**Task to carry out:** Transcribe the entries in full, keeping each word as it is.

**Excerpted data:**
_ _ _ _ _

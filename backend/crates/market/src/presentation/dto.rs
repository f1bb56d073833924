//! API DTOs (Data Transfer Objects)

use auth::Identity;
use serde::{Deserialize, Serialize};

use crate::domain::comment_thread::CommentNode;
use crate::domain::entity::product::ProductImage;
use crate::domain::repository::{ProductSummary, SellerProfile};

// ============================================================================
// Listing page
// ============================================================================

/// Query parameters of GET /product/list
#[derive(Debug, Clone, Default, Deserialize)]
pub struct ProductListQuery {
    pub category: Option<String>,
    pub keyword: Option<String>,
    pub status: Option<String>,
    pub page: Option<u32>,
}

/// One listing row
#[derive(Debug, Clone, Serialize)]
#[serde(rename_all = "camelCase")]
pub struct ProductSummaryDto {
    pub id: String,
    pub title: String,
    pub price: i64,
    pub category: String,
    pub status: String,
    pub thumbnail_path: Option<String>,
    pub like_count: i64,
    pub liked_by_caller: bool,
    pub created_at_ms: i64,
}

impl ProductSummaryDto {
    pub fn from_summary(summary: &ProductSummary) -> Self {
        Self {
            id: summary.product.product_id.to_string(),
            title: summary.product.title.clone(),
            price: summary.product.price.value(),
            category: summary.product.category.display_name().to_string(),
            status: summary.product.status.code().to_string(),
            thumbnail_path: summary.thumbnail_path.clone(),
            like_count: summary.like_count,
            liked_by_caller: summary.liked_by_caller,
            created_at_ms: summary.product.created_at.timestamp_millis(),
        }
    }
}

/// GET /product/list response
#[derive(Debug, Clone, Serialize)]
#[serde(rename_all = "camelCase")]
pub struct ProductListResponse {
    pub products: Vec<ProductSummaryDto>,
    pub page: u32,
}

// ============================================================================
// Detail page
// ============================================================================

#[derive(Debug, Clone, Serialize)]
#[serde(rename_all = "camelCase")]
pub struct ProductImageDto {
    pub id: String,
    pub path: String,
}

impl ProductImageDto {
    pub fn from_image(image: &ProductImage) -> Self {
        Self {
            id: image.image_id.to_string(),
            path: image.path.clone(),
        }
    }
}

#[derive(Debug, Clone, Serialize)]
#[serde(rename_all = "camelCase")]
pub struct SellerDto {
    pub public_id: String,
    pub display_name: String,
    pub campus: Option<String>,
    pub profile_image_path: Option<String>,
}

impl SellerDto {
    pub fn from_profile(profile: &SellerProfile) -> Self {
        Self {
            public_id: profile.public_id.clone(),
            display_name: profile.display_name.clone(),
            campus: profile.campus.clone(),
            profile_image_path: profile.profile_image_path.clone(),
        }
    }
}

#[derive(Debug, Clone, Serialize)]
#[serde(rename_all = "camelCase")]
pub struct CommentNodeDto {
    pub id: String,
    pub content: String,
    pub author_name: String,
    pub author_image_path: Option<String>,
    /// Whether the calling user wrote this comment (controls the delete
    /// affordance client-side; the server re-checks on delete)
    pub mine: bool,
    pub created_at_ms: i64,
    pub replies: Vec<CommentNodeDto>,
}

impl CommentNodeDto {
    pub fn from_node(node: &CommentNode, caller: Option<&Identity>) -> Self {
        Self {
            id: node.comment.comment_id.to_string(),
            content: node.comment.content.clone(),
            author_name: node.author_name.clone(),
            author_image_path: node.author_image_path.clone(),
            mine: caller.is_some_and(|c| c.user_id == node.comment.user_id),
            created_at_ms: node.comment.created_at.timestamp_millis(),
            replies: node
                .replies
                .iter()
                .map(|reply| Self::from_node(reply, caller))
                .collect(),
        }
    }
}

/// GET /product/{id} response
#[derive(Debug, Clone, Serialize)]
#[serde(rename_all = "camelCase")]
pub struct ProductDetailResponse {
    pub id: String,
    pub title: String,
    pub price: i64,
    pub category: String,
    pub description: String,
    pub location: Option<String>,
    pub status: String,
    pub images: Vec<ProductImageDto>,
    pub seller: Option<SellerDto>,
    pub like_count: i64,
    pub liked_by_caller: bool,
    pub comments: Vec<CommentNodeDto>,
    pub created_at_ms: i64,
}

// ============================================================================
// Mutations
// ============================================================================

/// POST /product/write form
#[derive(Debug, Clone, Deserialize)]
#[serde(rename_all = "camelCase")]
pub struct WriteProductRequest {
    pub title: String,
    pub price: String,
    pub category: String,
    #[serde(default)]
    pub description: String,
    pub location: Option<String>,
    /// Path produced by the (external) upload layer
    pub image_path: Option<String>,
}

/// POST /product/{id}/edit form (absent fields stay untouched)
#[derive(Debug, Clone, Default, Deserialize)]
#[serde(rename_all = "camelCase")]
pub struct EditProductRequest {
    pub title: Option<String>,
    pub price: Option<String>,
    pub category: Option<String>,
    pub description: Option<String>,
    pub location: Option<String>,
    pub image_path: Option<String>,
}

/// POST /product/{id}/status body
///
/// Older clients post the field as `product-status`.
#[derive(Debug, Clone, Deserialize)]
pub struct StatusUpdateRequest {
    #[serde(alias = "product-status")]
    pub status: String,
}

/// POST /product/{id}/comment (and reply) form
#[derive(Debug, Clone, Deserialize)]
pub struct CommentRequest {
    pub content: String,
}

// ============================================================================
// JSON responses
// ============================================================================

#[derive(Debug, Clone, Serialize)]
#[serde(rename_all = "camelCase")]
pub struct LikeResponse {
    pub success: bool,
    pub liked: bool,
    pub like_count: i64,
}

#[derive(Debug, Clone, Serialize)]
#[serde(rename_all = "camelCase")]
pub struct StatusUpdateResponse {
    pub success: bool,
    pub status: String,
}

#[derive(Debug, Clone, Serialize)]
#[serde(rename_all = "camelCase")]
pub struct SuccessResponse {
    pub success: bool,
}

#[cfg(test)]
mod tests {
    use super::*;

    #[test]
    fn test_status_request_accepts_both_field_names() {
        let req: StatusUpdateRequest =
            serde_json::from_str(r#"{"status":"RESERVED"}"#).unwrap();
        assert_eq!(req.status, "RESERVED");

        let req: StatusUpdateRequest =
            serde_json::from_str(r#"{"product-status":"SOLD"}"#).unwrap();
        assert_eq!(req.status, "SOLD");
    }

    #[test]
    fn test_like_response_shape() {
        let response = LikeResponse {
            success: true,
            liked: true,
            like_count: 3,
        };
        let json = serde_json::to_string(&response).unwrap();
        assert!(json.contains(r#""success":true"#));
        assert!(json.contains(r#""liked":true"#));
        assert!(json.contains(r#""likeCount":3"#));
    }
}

_ _ _ _ _

**Exercise output:**
filename backend/crates/market/src/presentation/dto.rs
repository f1bb56d073833924
//! API DTOs (Data Transfer Objects)

use auth::Identity;
use serde::{Deserialize, Serialize};

use crate::domain::comment_thread::CommentNode;
use crate::domain::entity::product::ProductImage;
use crate::domain::repository::{ProductSummary, SellerProfile};

// ============================================================================
// Listing page
// ============================================================================

/// Query parameters of GET /product/list
#[derive(Debug, Clone, Default, Deserialize)]
pub struct ProductListQuery {
    pub category: Option<String>,
    pub keyword: Option<String>,
    pub status: Option<String>,
    pub page: Option<u32>,
}

/// One listing row
#[derive(Debug, Clone, Serialize)]
#[serde(rename_all = "camelCase")]
pub struct ProductSummaryDto {
    pub id: String,
    pub title: String,
    pub price: i64,
    pub category: String,
    pub status: String,
    pub thumbnail_path: Option<String>,
    pub like_count: i64,
    pub liked_by_caller: bool,
    pub created_at_ms: i64,
}

impl ProductSummaryDto {
    pub fn from_summary(summary: &ProductSummary) -> Self {
        Self {
            id: summary.product.product_id.to_string(),
            title: summary.product.title.clone(),
            price: summary.product.price.value(),
            category: summary.product.category.display_name().to_string(),
            status: summary.product.status.code().to_string(),
            thumbnail_path: summary.thumbnail_path.clone(),
            like_count: summary.like_count,
            liked_by_caller: summary.liked_by_caller,
            created_at_ms: summary.product.created_at.timestamp_millis(),
        }
    }
}

/// GET /product/list response
#[derive(Debug, Clone, Serialize)]
#[serde(rename_all = "camelCase")]
pub struct ProductListResponse {
    pub products: Vec<ProductSummaryDto>,
    pub page: u32,
}

// ============================================================================
// Detail page
// ============================================================================

#[derive(Debug, Clone, Serialize)]
#[serde(rename_all = "camelCase")]
pub struct ProductImageDto {
    pub id: String,
    pub path: String,
}

impl ProductImageDto {
    pub fn from_image(image: &ProductImage) -> Self {
        Self {
            id: image.image_id.to_string(),
            path: image.path.clone(),
        }
    }
}

#[derive(Debug, Clone, Serialize)]
#[serde(rename_all = "camelCase")]
pub struct SellerDto {
    pub public_id: String,
    pub display_name: String,
    pub campus: Option<String>,
    pub profile_image_path: Option<String>,
}

impl SellerDto {
    pub fn from_profile(profile: &SellerProfile) -> Self {
        Self {
            public_id: profile.public_id.clone(),
            display_name: profile.display_name.clone(),
            campus: profile.campus.clone(),
            profile_image_path: profile.profile_image_path.clone(),
        }
    }
}

#[derive(Debug, Clone, Serialize)]
#[serde(rename_all = "camelCase")]
pub struct CommentNodeDto {
    pub id: String,
    pub content: String,
    pub author_name: String,
    pub author_image_path: Option<String>,
    /// Whether the calling user wrote this comment (controls the delete
    /// affordance client-side; the server re-checks on delete)
    pub mine: bool,
    pub created_at_ms: i64,
    pub replies: Vec<CommentNodeDto>,
}

impl CommentNodeDto {
    pub fn from_node(node: &CommentNode, caller: Option<&Identity>) -> Self {
        Self {
            id: node.comment.comment_id.to_string(),
            content: node.comment.content.clone(),
            author_name: node.author_name.clone(),
            author_image_path: node.author_image_path.clone(),
            mine: caller.is_some_and(|c| c.user_id == node.comment.user_id),
            created_at_ms: node.comment.created_at.timestamp_millis(),
            replies: node
                .replies
                .iter()
                .map(|reply| Self::from_node(reply, caller))
                .collect(),
        }
    }
}

/// GET /product/{id} response
#[derive(Debug, Clone, Serialize)]
#[serde(rename_all = "camelCase")]
pub struct ProductDetailResponse {
    pub id: String,
    pub title: String,
    pub price: i64,
    pub category: String,
    pub description: String,
    pub location: Option<String>,
    pub status: String,
    pub images: Vec<ProductImageDto>,
    pub seller: Option<SellerDto>,
    pub like_count: i64,
    pub liked_by_caller: bool,
    pub comments: Vec<CommentNodeDto>,
    pub created_at_ms: i64,
}

// ============================================================================
// Mutations
// ============================================================================

/// POST /product/write form
#[derive(Debug, Clone, Deserialize)]
#[serde(rename_all = "camelCase")]
pub struct WriteProductRequest {
    pub title: String,
    pub price: String,
    pub category: String,
    #[serde(default)]
    pub description: String,
    pub location: Option<String>,
    /// Path produced by the (external) upload layer
    pub image_path: Option<String>,
}

/// POST /product/{id}/edit form (absent fields stay untouched)
#[derive(Debug, Clone, Default, Deserialize)]
#[serde(rename_all = "camelCase")]
pub struct EditProductRequest {
    pub title: Option<String>,
    pub price: Option<String>,
    pub category: Option<String>,
    pub description: Option<String>,
    pub location: Option<String>,
    pub image_path: Option<String>,
}

/// POST /product/{id}/status body
///
/// Older clients post the field as `product-status`.
#[derive(Debug, Clone, Deserialize)]
pub struct StatusUpdateRequest {
    #[serde(alias = "product-status")]
    pub status: String,
}

/// POST /product/{id}/comment (and reply) form
#[derive(Debug, Clone, Deserialize)]
pub struct CommentRequest {
    pub content: String,
}

// ============================================================================
// JSON responses
// ============================================================================

#[derive(Debug, Clone, Serialize)]
#[serde(rename_all = "camelCase")]
pub struct LikeResponse {
    pub success: bool,
    pub liked: bool,
    pub like_count: i64,
}

#[derive(Debug, Clone, Serialize)]
#[serde(rename_all = "camelCase")]
pub struct StatusUpdateResponse {
    pub success: bool,
    pub status: String,
}

#[derive(Debug, Clone, Serialize)]
#[serde(rename_all = "camelCase")]
pub struct SuccessResponse {
    pub success: bool,
}

#[cfg(test)]
mod tests {
    use super::*;

    #[test]
    fn test_status_request_accepts_both_field_names() {
        let req: StatusUpdateRequest =
            serde_json::from_str(r#"{"status":"RESERVED"}"#).unwrap();
        assert_eq!(req.status, "RESERVED");

        let req: StatusUpdateRequest =
            serde_json::from_str(r#"{"product-status":"SOLD"}"#).unwrap();
        assert_eq!(req.status, "SOLD");
    }

    #[test]
    fn test_like_response_shape() {
        let response = LikeResponse {
            success: true,
            liked: true,
            like_count: 3,
        };
        let json = serde_json::to_string(&response).unwrap();
        assert!(json.contains(r#""success":true"#));
        assert!(json.contains(r#""liked":true"#));
        assert!(json.contains(r#""likeCount":3"#));
    }
}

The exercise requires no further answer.